Tradicionalmente se ha dicho que ese proceso de socialización estaba proporcionado por la familia, la escuela y la Iglesia, si bien Cooley añadió el grupo primario (los compañeros de juegos en la infancia), pero con posterioridad hay que añadir los medios de comunicación tradicionales (prensa, radio, televisión, cine) y, en la actualidad, las redes sociales e Internet (incluyendo videojuegos, consolas, etc.).

Las actitudes son algo más fáciles de medir, y son grupos de sentimientos más o menos coherentes entre sí, aunque a veces hay contradicciones entre ellos, como ha demostrado Festinger (1962), pero psicólogos, sociólogos, politólogos, economistas y, en general, científicos sociales, han desarrollado técnicas e instrumentos de medición más precisos para medirlas y explicarlas. Mientras que los valores cambian de manera lenta, como los glaciares, a lo largo de toda la vida de un individuo, las actitudes pueden cambiar más fácilmente, con alguna mayor frecuencia. Es posible cambiar de actitudes políticas, religiosas, éticas o estéticas, a lo largo de una vida, como consecuencia de una mayor información, de experiencias vividas, de situaciones sociales, etc.

Las opiniones, por el contrario, son las que pueden cambiar con mucha mayor facilidad, porque están poco arraigadas en la mente del individuo. Una nueva información, la influencia de un familiar o amigo, una experiencia personal, pueden producir un cambio de opinión muy rápido.

En consecuencia, valores, actitudes y opiniones, no se pueden conocer si el individuo no lo dice o no podemos inferirlas a partir de proxies, aproximaciones, comportamientos, etc. Ciertamente se pueden inferir algunas de estas emociones o sentimientos a través de los comportamientos, y de hecho así comenzaron algunas de estas investigaciones, midiendo comportamientos, por lo general comportamientos de consumo, cualquier tipo de consumo, en su sentido más amplio.

El análisis de comportamientos mediante la observación ha sido el principal método de investigación para los antropólogos, bien fuese a través de la observación participante o no participante. Pero cuando los individuos decimos cuál ha sido nuestro comportamiento en el pasado sabemos que no siempre ha de aceptarse como verdadero, no solo porque podemos mentir, sino porque a veces la memoria nos falla, y a veces porque reinterpretamos el pasado de acuerdo con el presente. Si anotásemos nuestra interpretación de por qué tomamos una decisión cuando teníamos veinte años, y lo volviéramos a escribir cuando llegamos a los cuarenta años, es muy posible que las dos explicaciones, nuestras las dos, y posiblemente sinceras, serían diferentes. Nosotros mismos reinterpretamos de manera diferente las razones por las que tuvimos determinados comportamientos. Algo parecido se puede decir del relato sobre nuestros comportamientos futuros, en realidad no son sino «intenciones de comportamiento», no comportamientos futuros ciertos.

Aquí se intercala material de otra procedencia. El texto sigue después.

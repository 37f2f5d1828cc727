use crate::data::{FileRecord, SanitizationPolicy};
use std::collections::HashSet;
use std::fmt;

/// Validation failures while turning extracted array text into a batch.
#[derive(Debug, Clone, PartialEq, Eq)]
pub enum FormatError {
    NotAnArray(String),
    ElementNotObject(usize),
    MissingPath(usize),
    MissingContent(String),
    DegenerateContent { path: String, occurrences: usize },
    DuplicatePath(String),
}

impl fmt::Display for FormatError {
    fn fmt(&self, f: &mut fmt::Formatter) -> fmt::Result {
        match self {
            FormatError::NotAnArray(detail) => {
                write!(f, "response is not a JSON array of file objects: {}", detail)
            }
            FormatError::ElementNotObject(index) => {
                write!(f, "array element {} is not a file object", index)
            }
            FormatError::MissingPath(index) => {
                write!(f, "array element {} has no usable 'path' field", index)
            }
            FormatError::MissingContent(path) => {
                write!(f, "file '{}' has no 'content' field", path)
            }
            FormatError::DegenerateContent { path, occurrences } => write!(
                f,
                "file '{}' looks like runaway generation ({} elision markers)",
                path, occurrences
            ),
            FormatError::DuplicatePath(path) => {
                write!(f, "file '{}' appears more than once in the batch", path)
            }
        }
    }
}

impl std::error::Error for FormatError {}

/// Parses extracted array text into an ordered batch of file records.
///
/// Pure validation: binary decoding and sanitization run afterwards. A
/// record whose content repeats the policy's degenerate marker more than the
/// configured limit rejects the whole batch — that many elision comments in
/// one file means the model truncated or looped rather than finishing.
pub fn parse_batch(
    text: &str,
    policy: &SanitizationPolicy,
) -> Result<Vec<FileRecord>, FormatError> {
    let value: serde_json::Value =
        serde_json::from_str(text).map_err(|e| FormatError::NotAnArray(e.to_string()))?;

    let elements = value
        .as_array()
        .ok_or_else(|| FormatError::NotAnArray(format!("got {}", json_type_name(&value))))?;

    let mut records = Vec::with_capacity(elements.len());
    let mut seen_paths: HashSet<String> = HashSet::new();

    for (index, element) in elements.iter().enumerate() {
        let object = element
            .as_object()
            .ok_or(FormatError::ElementNotObject(index))?;

        let path = object
            .get("path")
            .and_then(|v| v.as_str())
            .filter(|p| !p.is_empty())
            .ok_or(FormatError::MissingPath(index))?;

        let content = object
            .get("content")
            .and_then(|v| v.as_str())
            .ok_or_else(|| FormatError::MissingContent(path.to_string()))?;

        let occurrences = content.matches(policy.degenerate_marker.as_str()).count();
        if occurrences > policy.degenerate_limit {
            return Err(FormatError::DegenerateContent {
                path: path.to_string(),
                occurrences,
            });
        }

        if !seen_paths.insert(path.to_string()) {
            return Err(FormatError::DuplicatePath(path.to_string()));
        }

        records.push(FileRecord::text(path, content));
    }

    Ok(records)
}

fn json_type_name(value: &serde_json::Value) -> &'static str {
    match value {
        serde_json::Value::Null => "null",
        serde_json::Value::Bool(_) => "a boolean",
        serde_json::Value::Number(_) => "a number",
        serde_json::Value::String(_) => "a string",
        serde_json::Value::Array(_) => "an array",
        serde_json::Value::Object(_) => "an object",
    }
}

El concepto mismo de opinión pública es relativamente reciente, y en general se acepta que el libro de Walter Lippmann (1922) puso el término en circulación, apuntalado inmediatamente por la creación del American Institute of Public Opinion de Gorge Gallup en 1935. Es inevitable no mencionar estos dos nombres, Lippmann y Gallup, cuando se habla de opinión pública, y no es que no hubiera opinión pública antes de ellos. Siempre ha habido quien ha tomado muy en cuenta a la opinión pública para conocerla y tenerla en cuenta antes de tomar decisiones de cualquier tipo, para crearla a conveniencia, para dirigirla, para manipularla o para cambiarla. Lo que no estaba muy formalizado era el método para conocer la opinión pública, pero siempre ha existido y siempre ha habido expertos en conocerla y utilizarla, aunque no se considerasen científicos sociales.

Lo que importa subrayar aquí es que se quiere conocer la opinión pública para algo, no por puro disfrute personal. Ya lo dijo Augusto Comte, «conocer para prever, para poder». El conocimiento de la realidad (en este caso la opinión de la sociedad o partes de ella) sirve para prever, para anticipar el futuro, que pueden ser opiniones, decisiones, comportamientos, y esa previsión (pronóstico, estimación, predicción, como queramos denominarla) tiene importancia porque nos proporciona información útil (es decir, poder) para intentar modificar o alterar, cambiar, ese futuro previsto. Cuando un vendedor conoce que según sus estudios de mercado va a vender pocos productos el año próximo, tratará de utilizar ese conocimiento para saber cómo puede cambiarlo. Los que hacen investigación sobre la opinión pública preelectoral saben muy bien que la publicación de esos resultados puede modificar la realidad, pero de dos formas antitéticas, puede confirmar a que muchos voten lo que pensaban votar (la predicción que se autocumple) o, por el contrario, provocar que muchos cambien su voto al conocer ese pronóstico (la predicción que se autodestruye).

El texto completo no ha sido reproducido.